Takeaway
- For critically ill patients, proton pump inhibitors (PPIs) and histamine-2 receptor blockers (H2RBs) were associated with similar mortality rates when prescribed to prevent stress ulcers.
- Editorial discusses limitations relating to:
- High crossover rates.
- Cluster-level data limited on, e.g., infections.
- Possible mortality signal lacks clear mechanism.
Why this matters
- Safety of PPIs vs H2RBs for critically ill has been unclear.
- PPIs have been linked to important harms.
Key results
- PPI vs H2RB:
- Mortality: 18.3% vs 17.5%; risk ratio (RR), 1.05 (95% CI, 1.00-1.10; P=.054).
- Clinically important upper gastrointestinal bleeding: 1.3% vs 1.8%; RR, 0.73 (95% CI, 0.57-0.92).
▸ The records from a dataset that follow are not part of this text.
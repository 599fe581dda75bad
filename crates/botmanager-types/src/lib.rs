//! Shared domain types for the bot manager.
//!
//! Bot, its identifiers, caller identity, configuration, and the error types
//! shared by every layer.
//!
//! Zero infrastructure dependencies -- only serde, uuid, chrono, thiserror.

pub mod bot;
pub mod config;
pub mod error;
pub mod identity;
//! Ownership-scoped bot repository.
//!
//! The repository is the only code that builds [`BotFilter`]s. Each operation
//! reads the caller's owner id off the [`RequestContext`] first, so a request
//! without a valid identity never reaches the store.

use std::future::Future;

use botmanager_types::bot::{Bot, BotId, BotUpdate, NewBot, ProjectId, empty_config};
use botmanager_types::error::{BotError, RepositoryError};
use chrono::Utc;

use super::{BotFilter, StoreSession};
use crate::context::RequestContext;

/// Repository trait for ownership-scoped bot persistence.
///
/// Every method operates inside the caller-supplied session so the resource
/// service can wrap it in a transaction. Uses native async fn in traits
/// (Rust 2024 edition, no async_trait macro).
pub trait BotRepository: Send + Sync {
    /// Create a bot for the context owner. `Conflict` if the owner already
    /// has a bot with the same name.
    fn insert_one<S: StoreSession>(
        &self,
        ctx: &RequestContext,
        session: &mut S,
        draft: NewBot,
    ) -> impl Future<Output = Result<Bot, BotError>> + Send;

    /// Replace a bot owned by the context owner. `NotFound` if no bot with
    /// that id belongs to the owner.
    fn update_one<S: StoreSession>(
        &self,
        ctx: &RequestContext,
        session: &mut S,
        update: BotUpdate,
    ) -> impl Future<Output = Result<Bot, BotError>> + Send;

    fn find_one_by_id<S: StoreSession>(
        &self,
        ctx: &RequestContext,
        session: &mut S,
        id: BotId,
    ) -> impl Future<Output = Result<Bot, BotError>> + Send;

    fn find_one_by_name<S: StoreSession>(
        &self,
        ctx: &RequestContext,
        session: &mut S,
        name: &str,
    ) -> impl Future<Output = Result<Bot, BotError>> + Send;

    /// Delete a bot owned by the context owner and return it.
    fn delete_one_by_id<S: StoreSession>(
        &self,
        ctx: &RequestContext,
        session: &mut S,
        id: BotId,
    ) -> impl Future<Output = Result<Bot, BotError>> + Send;

    /// List the owner's bots in a project. Empty when there are none.
    fn find_many_by_project_id<S: StoreSession>(
        &self,
        ctx: &RequestContext,
        session: &mut S,
        project_id: ProjectId,
    ) -> impl Future<Output = Result<Vec<Bot>, BotError>> + Send;
}

/// The repository used in production: stateless, all state in the store.
#[derive(Debug, Clone, Copy, Default)]
pub struct OwnedBotRepository;

impl OwnedBotRepository {
    pub fn new() -> Self {
        Self
    }
}

/// Translate a store error into the domain taxonomy.
pub(crate) fn map_store_error(e: RepositoryError) -> BotError {
    match e {
        RepositoryError::NotFound => BotError::NotFound,
        RepositoryError::Conflict(msg) => BotError::Conflict(msg),
        RepositoryError::Connection(msg) => BotError::Unavailable(msg),
        RepositoryError::Query(msg) => BotError::Storage(msg),
    }
}

/// Run one store call under the request's cancellation and deadline.
async fn store_call<T, F>(ctx: &RequestContext, call: F) -> Result<T, BotError>
where
    F: Future<Output = Result<T, RepositoryError>>,
{
    ctx.run(call).await?.map_err(map_store_error)
}

impl BotRepository for OwnedBotRepository {
    async fn insert_one<S: StoreSession>(
        &self,
        ctx: &RequestContext,
        session: &mut S,
        draft: NewBot,
    ) -> Result<Bot, BotError> {
        let owner = ctx.owner()?;
        let draft = draft.validate()?;

        let same_name = BotFilter::owned_by(owner.clone()).with_name(draft.name.as_str());
        if store_call(ctx, session.find_one(&same_name)).await?.is_some() {
            return Err(BotError::Conflict(format!(
                "bot '{}' already exists",
                draft.name
            )));
        }

        let now = Utc::now();
        let bot = Bot {
            id: BotId::new(),
            name: draft.name,
            owner,
            project_id: draft.project_id,
            description: draft.description.unwrap_or_default(),
            config: draft.config.unwrap_or_else(empty_config),
            created_at: now,
            updated_at: now,
        };

        store_call(ctx, session.insert_one(&bot)).await?;
        tracing::debug!(bot_id = %bot.id, owner = %bot.owner, "bot document inserted");
        Ok(bot)
    }

    async fn update_one<S: StoreSession>(
        &self,
        ctx: &RequestContext,
        session: &mut S,
        update: BotUpdate,
    ) -> Result<Bot, BotError> {
        let owner = ctx.owner()?;
        let update = update.validate()?;

        let filter = BotFilter::owned_by(owner.clone()).with_id(update.id);
        let now = Utc::now();
        // Owner is re-stamped from the context, whatever the payload said.
        let replacement = Bot {
            id: update.id,
            name: update.name,
            owner,
            project_id: update.project_id,
            description: update.description.unwrap_or_default(),
            config: update.config.unwrap_or_else(empty_config),
            created_at: now,
            updated_at: now,
        };

        store_call(ctx, session.find_one_and_update(&filter, &replacement))
            .await?
            .ok_or(BotError::NotFound)
    }

    async fn find_one_by_id<S: StoreSession>(
        &self,
        ctx: &RequestContext,
        session: &mut S,
        id: BotId,
    ) -> Result<Bot, BotError> {
        let filter = BotFilter::owned_by(ctx.owner()?).with_id(id);
        store_call(ctx, session.find_one(&filter))
            .await?
            .ok_or(BotError::NotFound)
    }

    async fn find_one_by_name<S: StoreSession>(
        &self,
        ctx: &RequestContext,
        session: &mut S,
        name: &str,
    ) -> Result<Bot, BotError> {
        let owner = ctx.owner()?;
        let name = name.trim();
        if name.is_empty() {
            return Err(BotError::InvalidInput("name cannot be empty".to_string()));
        }

        let filter = BotFilter::owned_by(owner).with_name(name);
        store_call(ctx, session.find_one(&filter))
            .await?
            .ok_or(BotError::NotFound)
    }

    async fn delete_one_by_id<S: StoreSession>(
        &self,
        ctx: &RequestContext,
        session: &mut S,
        id: BotId,
    ) -> Result<Bot, BotError> {
        let filter = BotFilter::owned_by(ctx.owner()?).with_id(id);
        store_call(ctx, session.find_one_and_delete(&filter))
            .await?
            .ok_or(BotError::NotFound)
    }

    async fn find_many_by_project_id<S: StoreSession>(
        &self,
        ctx: &RequestContext,
        session: &mut S,
        project_id: ProjectId,
    ) -> Result<Vec<Bot>, BotError> {
        let filter = BotFilter::owned_by(ctx.owner()?).with_project(project_id);
        match ctx.run(session.find_many(&filter)).await? {
            Ok(bots) => Ok(bots),
            // Listing a project with zero bots is a valid answer.
            Err(RepositoryError::NotFound) => Ok(Vec::new()),
            Err(e) => Err(map_store_error(e)),
        }
    }
}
- Similar rates of Clostridioides difficile infection; ICU, hospital lengths of stay.
Study design
- International pragmatic randomized open-label registry-embedded cluster crossover PEPTIC trial (n=26,828).
- For critically ill patients receiving mechanical ventilation, 50 ICUs were randomly assigned to give PPI vs H2RB for gastrointestinal prophylaxis.
- After 6 months, ICUs switched to other drug.
- Clinicians could override randomization, switch patients to other drug.
- Outcome: 90-day in-hospital mortality.
- Funding: Commonwealth governments and/or nonprofits.
Limitations
- Crossover rates:
- H2RB-to-PPI: 20.1%.
- PPI-to-H2RB: 4.1%.
- Potential indication bias “might have masked higher mortality from [PPIs] and attenuated the benefit of a [PPI] strategy on clinically important upper gastrointestinal bleeding,” editor argues.